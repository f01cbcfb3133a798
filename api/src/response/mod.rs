use serde::Serialize;

mod error;

pub use error::ApiError;

/// Standardized API response wrapper for all outgoing JSON responses.
///
/// Every endpoint answers with this envelope. Fields that are `None` are left out
/// of the body entirely:
/// ```json
/// {
///   "success": true,
///   "count": 2,
///   "data": [ ... ],
///   "message": "Some message"
/// }
/// ```
///
/// ## Example (success):
/// ```json
/// {
///   "success": true,
///   "data": { "id": 1, "username": "alice", "email": "alice@example.com" }
/// }
/// ```
///
/// ## Example (error):
/// ```json
/// {
///   "success": false,
///   "message": "User not found"
/// }
/// ```
#[derive(Debug, Serialize)]
pub struct ApiResponse<T>
where
    T: Serialize,
{
    pub success: bool,
    #[serde(skip_serializing_if = "Option::is_none")]
    pub count: Option<usize>,
    #[serde(skip_serializing_if = "Option::is_none")]
    pub data: Option<T>,
    #[serde(skip_serializing_if = "Option::is_none")]
    pub message: Option<String>,
}

impl<T> ApiResponse<T>
where
    T: Serialize,
{
    /// Constructs a success response with the given data and message.
    pub fn success(data: T, message: impl Into<String>) -> Self {
        Self {
            success: true,
            count: None,
            data: Some(data),
            message: Some(message.into()),
        }
    }

    /// Constructs a success response carrying only data.
    pub fn ok(data: T) -> Self {
        Self {
            success: true,
            count: None,
            data: Some(data),
            message: None,
        }
    }

    /// Constructs an error response. No `data` is serialized.
    pub fn error(message: impl Into<String>) -> Self {
        Self {
            success: false,
            count: None,
            data: None,
            message: Some(message.into()),
        }
    }
}

impl<T> ApiResponse<Vec<T>>
where
    T: Serialize,
{
    /// Constructs a listing response; `count` is the number of items.
    pub fn list(items: Vec<T>) -> Self {
        Self {
            success: true,
            count: Some(items.len()),
            data: Some(items),
            message: None,
        }
    }
}

impl ApiResponse<()> {
    /// Constructs a success response that only carries a message, e.g. after a delete.
    pub fn acknowledged(message: impl Into<String>) -> Self {
        Self {
            success: true,
            count: None,
            data: None,
            message: Some(message.into()),
        }
    }
}
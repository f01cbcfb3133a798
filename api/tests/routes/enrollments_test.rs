#[cfg(test)]
mod tests {
    use crate::helpers::{make_test_app, send};
    use axum::{Router, http::StatusCode};
    use db::models::Enrollment;
    use sea_orm::{EntityTrait, PaginatorTrait};
    use serde_json::{Value, json};

    async fn seed(app: &Router) -> (Value, Value) {
        let (_, course) = send(app, "POST", "/api/courses", Some(json!({ "title": "Rust 101" }))).await;
        let (_, user) =
            send(app, "POST", "/api/users", Some(json!({ "username": "alice", "email": "a@x.com" }))).await;
        (course["data"].clone(), user["data"].clone())
    }

    #[tokio::test]
    async fn test_enroll_user_success() {
        let (app, _) = make_test_app().await;
        let (course, user) = seed(&app).await;
        let uri = format!("/api/courses/{}/enroll", course["id"]);

        let (status, json) = send(&app, "POST", &uri, Some(json!({ "userId": user["id"] }))).await;
        assert_eq!(status, StatusCode::OK);
        assert_eq!(json["message"], "User enrolled successfully");
        assert_eq!(json["data"]["students"][0]["username"], "alice");
        assert!(json["data"]["students"][0].get("courses").is_none());
    }

    /// Test Case: Double enrollment leaves exactly one enrollment row
    #[tokio::test]
    async fn test_double_enrollment_is_rejected() {
        let (app, app_state) = make_test_app().await;
        let (course, user) = seed(&app).await;
        let uri = format!("/api/courses/{}/enroll", course["id"]);

        send(&app, "POST", &uri, Some(json!({ "user_id": user["id"] }))).await;
        let (status, json) = send(&app, "POST", &uri, Some(json!({ "userId": user["id"] }))).await;
        assert_eq!(status, StatusCode::BAD_REQUEST);
        assert_eq!(json["message"], "User is already enrolled in this course");

        let rows = Enrollment::find().count(app_state.db()).await.unwrap();
        assert_eq!(rows, 1);

        let (_, students) =
            send(&app, "GET", &format!("/api/courses/{}/students", course["id"]), None).await;
        assert_eq!(students["count"], 1);
    }

    #[tokio::test]
    async fn test_enroll_unknown_user_or_course() {
        let (app, _) = make_test_app().await;
        let (course, user) = seed(&app).await;

        let uri = format!("/api/courses/{}/enroll", course["id"]);
        let (status, json) = send(&app, "POST", &uri, Some(json!({ "userId": 999 }))).await;
        assert_eq!(status, StatusCode::NOT_FOUND);
        assert_eq!(json["message"], "User not found");

        let (status, json) =
            send(&app, "POST", "/api/courses/999/enroll", Some(json!({ "userId": user["id"] }))).await;
        assert_eq!(status, StatusCode::NOT_FOUND);
        assert_eq!(json["message"], "Course not found");
    }

    #[tokio::test]
    async fn test_enroll_requires_user_id() {
        let (app, _) = make_test_app().await;
        let (course, _) = seed(&app).await;
        let uri = format!("/api/courses/{}/enroll", course["id"]);

        let (status, json) = send(&app, "POST", &uri, Some(json!({}))).await;
        assert_eq!(status, StatusCode::BAD_REQUEST);
        assert_eq!(json["success"], false);
    }

    #[tokio::test]
    async fn test_enroll_rejects_non_positive_user_id() {
        let (app, _) = make_test_app().await;
        let (course, _) = seed(&app).await;
        let uri = format!("/api/courses/{}/enroll", course["id"]);

        for user_id in [0, -3] {
            let (status, json) = send(&app, "POST", &uri, Some(json!({ "userId": user_id }))).await;
            assert_eq!(status, StatusCode::BAD_REQUEST);
            assert_eq!(
                json["message"],
                "Validation failed: User ID must be a positive integer"
            );
        }
    }

    #[tokio::test]
    async fn test_both_listings_reflect_enrollment() {
        let (app, _) = make_test_app().await;
        let (course, user) = seed(&app).await;
        send(
            &app,
            "POST",
            &format!("/api/courses/{}/enroll", course["id"]),
            Some(json!({ "userId": user["id"] })),
        )
        .await;

        let (status, students) =
            send(&app, "GET", &format!("/api/courses/{}/students", course["id"]), None).await;
        assert_eq!(status, StatusCode::OK);
        assert_eq!(students["data"][0]["id"], user["id"]);

        for uri in [
            format!("/api/courses/users/{}/courses", user["id"]),
            format!("/api/users/{}/courses", user["id"]),
        ] {
            let (status, courses) = send(&app, "GET", &uri, None).await;
            assert_eq!(status, StatusCode::OK);
            assert_eq!(courses["count"], 1);
            assert_eq!(courses["data"][0]["title"], "Rust 101");
        }

        let (_, fetched) = send(&app, "GET", &format!("/api/users/{}", user["id"]), None).await;
        assert_eq!(fetched["data"]["courses"][0]["id"], course["id"]);
    }

    #[tokio::test]
    async fn test_listings_for_unknown_ids() {
        let (app, _) = make_test_app().await;

        let (status, json) = send(&app, "GET", "/api/courses/999/students", None).await;
        assert_eq!(status, StatusCode::NOT_FOUND);
        assert_eq!(json["message"], "Course not found");

        let (status, json) = send(&app, "GET", "/api/courses/users/999/courses", None).await;
        assert_eq!(status, StatusCode::NOT_FOUND);
        assert_eq!(json["message"], "User not found");
    }
}
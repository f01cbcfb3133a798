use serde::Deserialize;
use validator::Validate;

#[derive(Debug, Deserialize, Validate)]
pub struct EnrollRequest {
    #[serde(alias = "userId")]
    #[validate(range(min = 1, message = "User ID must be a positive integer"))]
    pub user_id: i64,
}
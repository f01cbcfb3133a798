use axum::{Json, extract::State, response::IntoResponse};
use db::models::review::Model as ReviewModel;
use util::state::AppState;

use crate::extract::Id;
use crate::response::{ApiError, ApiResponse};
use crate::routes::reviews::common::ReviewResponse;

/// GET /api/courses/{course_id}/reviews
///
/// Reviews of the course, newest first, with the author expanded.
///
/// ### Errors
/// - `404 Not Found`: "Course not found"
pub async fn list_course_reviews(
    State(app_state): State<AppState>,
    Id(course_id): Id,
) -> Result<impl IntoResponse, ApiError> {
    let reviews = ReviewModel::find_for_course(app_state.db(), course_id).await?;
    let reviews: Vec<ReviewResponse> = reviews.into_iter().map(ReviewResponse::from).collect();
    Ok(Json(ApiResponse::list(reviews)))
}
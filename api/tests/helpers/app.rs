use api::app;
use axum::{
    Router,
    body::{Body, to_bytes},
    http::{Request, StatusCode, header::CONTENT_TYPE},
};
use db::test_utils::setup_test_db;
use serde_json::Value;
use tower::ServiceExt;
use util::state::AppState;

/// Builds the full application on its own fresh in-memory database.
pub async fn make_test_app() -> (Router, AppState) {
    let app_state = AppState::new(setup_test_db().await);
    (app(app_state.clone()), app_state)
}

/// Sends one request through the router and decodes the JSON envelope.
pub async fn send(app: &Router, method: &str, uri: &str, body: Option<Value>) -> (StatusCode, Value) {
    let builder = Request::builder().method(method).uri(uri);
    let req = match body {
        Some(json) => builder
            .header(CONTENT_TYPE, "application/json")
            .body(Body::from(json.to_string()))
            .unwrap(),
        None => builder.body(Body::empty()).unwrap(),
    };

    let response = app.clone().oneshot(req).await.unwrap();
    let status = response.status();
    let bytes = to_bytes(response.into_body(), usize::MAX).await.unwrap();
    let json = serde_json::from_slice(&bytes).unwrap_or(Value::Null);
    (status, json)
}
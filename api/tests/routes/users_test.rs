#[cfg(test)]
mod tests {
    use crate::helpers::{make_test_app, send};
    use axum::http::StatusCode;
    use serde_json::json;

    /// Test Case: Creating the same user twice
    #[tokio::test]
    async fn test_create_user_twice_is_rejected() {
        let (app, _) = make_test_app().await;
        let body = json!({ "username": "alice", "email": "a@x.com" });

        let (status, json) = send(&app, "POST", "/api/users", Some(body.clone())).await;
        assert_eq!(status, StatusCode::CREATED);
        assert_eq!(json["success"], true);
        assert_eq!(json["data"]["username"], "alice");
        assert_eq!(json["data"]["courses"], json!([]));

        let (status, json) = send(&app, "POST", "/api/users", Some(body)).await;
        assert_eq!(status, StatusCode::BAD_REQUEST);
        assert_eq!(json["success"], false);
        assert_eq!(
            json["message"],
            "User with this email or username already exists"
        );
    }

    #[tokio::test]
    async fn test_create_user_validation_failure() {
        let (app, _) = make_test_app().await;
        let body = json!({ "username": "", "email": "not-an-email" });

        let (status, json) = send(&app, "POST", "/api/users", Some(body)).await;
        assert_eq!(status, StatusCode::BAD_REQUEST);
        assert_eq!(json["success"], false);
        let message = json["message"].as_str().unwrap();
        assert!(message.contains("Please provide a valid email"));
        assert!(message.contains("Username is required"));
    }

    #[tokio::test]
    async fn test_malformed_json_uses_error_envelope() {
        let (app, _) = make_test_app().await;
        let req = axum::http::Request::builder()
            .method("POST")
            .uri("/api/users")
            .header("content-type", "application/json")
            .body(axum::body::Body::from("{not json"))
            .unwrap();
        let response = tower::ServiceExt::oneshot(app, req).await.unwrap();
        assert_eq!(response.status(), StatusCode::BAD_REQUEST);

        let bytes = axum::body::to_bytes(response.into_body(), usize::MAX)
            .await
            .unwrap();
        let json: serde_json::Value = serde_json::from_slice(&bytes).unwrap();
        assert_eq!(json["success"], false);
        assert!(json["message"].is_string());
    }

    #[tokio::test]
    async fn test_list_and_get_users() {
        let (app, _) = make_test_app().await;
        send(&app, "POST", "/api/users", Some(json!({ "username": "alice", "email": "a@x.com" }))).await;
        let (_, bob) =
            send(&app, "POST", "/api/users", Some(json!({ "username": "bob", "email": "b@x.com" }))).await;

        let (status, json) = send(&app, "GET", "/api/users", None).await;
        assert_eq!(status, StatusCode::OK);
        assert_eq!(json["count"], 2);
        assert_eq!(json["data"][0]["username"], "alice");

        let uri = format!("/api/users/{}", bob["data"]["id"]);
        let (status, json) = send(&app, "GET", &uri, None).await;
        assert_eq!(status, StatusCode::OK);
        assert_eq!(json["data"]["email"], "b@x.com");
    }

    #[tokio::test]
    async fn test_get_user_not_found_and_bad_id() {
        let (app, _) = make_test_app().await;

        let (status, json) = send(&app, "GET", "/api/users/999", None).await;
        assert_eq!(status, StatusCode::NOT_FOUND);
        assert_eq!(json["message"], "User not found");

        let (status, json) = send(&app, "GET", "/api/users/abc", None).await;
        assert_eq!(status, StatusCode::BAD_REQUEST);
        assert_eq!(json["success"], false);
    }

    #[tokio::test]
    async fn test_update_user() {
        let (app, _) = make_test_app().await;
        let (_, alice) =
            send(&app, "POST", "/api/users", Some(json!({ "username": "alice", "email": "a@x.com" }))).await;
        send(&app, "POST", "/api/users", Some(json!({ "username": "bob", "email": "b@x.com" }))).await;
        let uri = format!("/api/users/{}", alice["data"]["id"]);

        let (status, json) = send(&app, "PUT", &uri, Some(json!({ "email": "b@x.com" }))).await;
        assert_eq!(status, StatusCode::BAD_REQUEST);
        assert_eq!(json["message"], "Email or username already exists");

        let (status, json) = send(&app, "PUT", &uri, Some(json!({ "username": "alicia" }))).await;
        assert_eq!(status, StatusCode::OK);
        assert_eq!(json["data"]["username"], "alicia");
        assert_eq!(json["data"]["email"], "a@x.com");

        let (status, json) = send(&app, "PUT", "/api/users/999", Some(json!({ "username": "x" }))).await;
        assert_eq!(status, StatusCode::NOT_FOUND);
        assert_eq!(json["message"], "User not found");
    }

    #[tokio::test]
    async fn test_delete_user() {
        let (app, _) = make_test_app().await;
        let (_, alice) =
            send(&app, "POST", "/api/users", Some(json!({ "username": "alice", "email": "a@x.com" }))).await;
        let uri = format!("/api/users/{}", alice["data"]["id"]);

        let (status, json) = send(&app, "DELETE", &uri, None).await;
        assert_eq!(status, StatusCode::OK);
        assert_eq!(json["message"], "User deleted successfully");

        let (status, json) = send(&app, "DELETE", &uri, None).await;
        assert_eq!(status, StatusCode::NOT_FOUND);
        assert_eq!(json["message"], "User not found");
    }
}
use api::app;
use std::net::SocketAddr;
use std::process;
use tokio::net::TcpListener;
use tokio::signal::{self, ctrl_c};
use tower_http::cors::CorsLayer;
use tracing::{error, info};
use tracing_appender::rolling;
use util::{config, state::AppState};

#[tokio::main]
async fn main() {
    // Load configuration and initialize logging
    let _log_guard = init_logging(&config::log_file(), &config::log_level());

    // Connect to the store, falling back to the local database once
    let db = match db::connect(&config::database_url(), &config::fallback_database_url()).await {
        Ok(db) => db,
        Err(err) => {
            error!(primary = %err.primary, fallback = %err.fallback, "No database available");
            process::exit(1);
        }
    };

    if let Err(err) = db::migrate(&db).await {
        error!(error = %err, "Failed to apply migrations");
        process::exit(1);
    }

    let app_state = AppState::new(db);

    // Configure middleware and build app router
    let cors = CorsLayer::very_permissive();
    let app = app(app_state.clone()).layer(cors);

    // Start server
    let addr = format!("{}:{}", config::host(), config::port());
    let listener = match TcpListener::bind(&addr).await {
        Ok(listener) => listener,
        Err(err) => {
            error!(addr = %addr, error = %err, "Failed to bind");
            process::exit(1);
        }
    };

    info!("Starting {} on http://{addr}", config::project_name());

    let served = axum::serve(
        listener,
        app.into_make_service_with_connect_info::<SocketAddr>(),
    )
    .with_graceful_shutdown(shutdown_signal())
    .await;

    if let Err(err) = served {
        error!(error = %err, "Server stopped with an error");
    }

    if let Err(err) = app_state.db_clone().close().await {
        error!(error = %err, "Failed to close the database connection");
    }
    info!("Server shut down");
}

fn init_logging(log_file: &str, log_level: &str) -> tracing_appender::non_blocking::WorkerGuard {
    use std::fs;
    use tracing_subscriber::{EnvFilter, fmt, prelude::*};

    fs::create_dir_all("logs").ok();

    let file_appender = rolling::daily("logs", log_file);
    let (file_writer, guard) = tracing_appender::non_blocking(file_appender);

    let file_layer = fmt::layer()
        .with_writer(file_writer)
        .with_ansi(false)
        .with_target(true)
        .with_thread_ids(true);

    let stdout_layer = config::log_to_stdout().then(|| {
        fmt::layer()
            .with_writer(std::io::stdout)
            .with_ansi(true)
            .with_target(true)
            .with_thread_ids(true)
    });

    let env_filter = EnvFilter::try_new(log_level).unwrap_or_else(|_| EnvFilter::new("api=info"));

    tracing_subscriber::registry()
        .with(env_filter)
        .with(file_layer)
        .with(stdout_layer)
        .init();

    guard
}

async fn shutdown_signal() {
    let ctrl_c = async {
        if let Err(err) = ctrl_c().await {
            error!(error = %err, "Failed to listen for Ctrl+C");
            std::future::pending::<()>().await;
        }
        info!("Received Ctrl+C, shutting down");
    };

    #[cfg(unix)]
    let terminate = async {
        match signal::unix::signal(signal::unix::SignalKind::terminate()) {
            Ok(mut sig) => {
                sig.recv().await;
                info!("Received terminate signal, shutting down");
            }
            Err(err) => {
                error!(error = %err, "Failed to install signal handler");
                std::future::pending::<()>().await;
            }
        }
    };

    #[cfg(not(unix))]
    let terminate = std::future::pending::<()>();

    tokio::select! {
        _ = ctrl_c => {},
        _ = terminate => {},
    }
}
use db::models::profile::ProfileWithUser;
use serde::{Deserialize, Serialize};
use validator::Validate;

use crate::routes::users::common::UserSummary;

/// Body of both `POST` and `PUT`. On update, omitted fields are kept.
#[derive(Debug, Deserialize, Validate)]
pub struct ProfileRequest {
    #[validate(length(max = 2000, message = "Bio cannot exceed 2000 characters"))]
    pub bio: Option<String>,

    #[validate(length(max = 2048, message = "Website cannot exceed 2048 characters"))]
    pub website: Option<String>,
}

#[derive(Debug, Serialize)]
pub struct ProfileResponse {
    pub id: i64,
    pub user: UserSummary,
    pub bio: Option<String>,
    pub website: Option<String>,
    pub created_at: String,
    pub updated_at: String,
}

impl From<ProfileWithUser> for ProfileResponse {
    fn from(ProfileWithUser { profile, user }: ProfileWithUser) -> Self {
        Self {
            id: profile.id,
            user: user.into(),
            bio: profile.bio,
            website: profile.website,
            created_at: profile.created_at.to_rfc3339(),
            updated_at: profile.updated_at.to_rfc3339(),
        }
    }
}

________________

> **Task item**: Repeat, word for word, the lines above between the line holding "sig.recv().await;" and the line holding "use db::models::profile::ProfileWithUser;", inclusive; omit everything else.

> **Written answer**:
                sig.recv().await;
                info!("Received terminate signal, shutting down");
            }
            Err(err) => {
                error!(error = %err, "Failed to install signal handler");
                std::future::pending::<()>().await;
            }
        }
    };

    #[cfg(not(unix))]
    let terminate = std::future::pending::<()>();

    tokio::select! {
        _ = ctrl_c => {},
        _ = terminate => {},
    }
}
use db::models::profile::ProfileWithUser;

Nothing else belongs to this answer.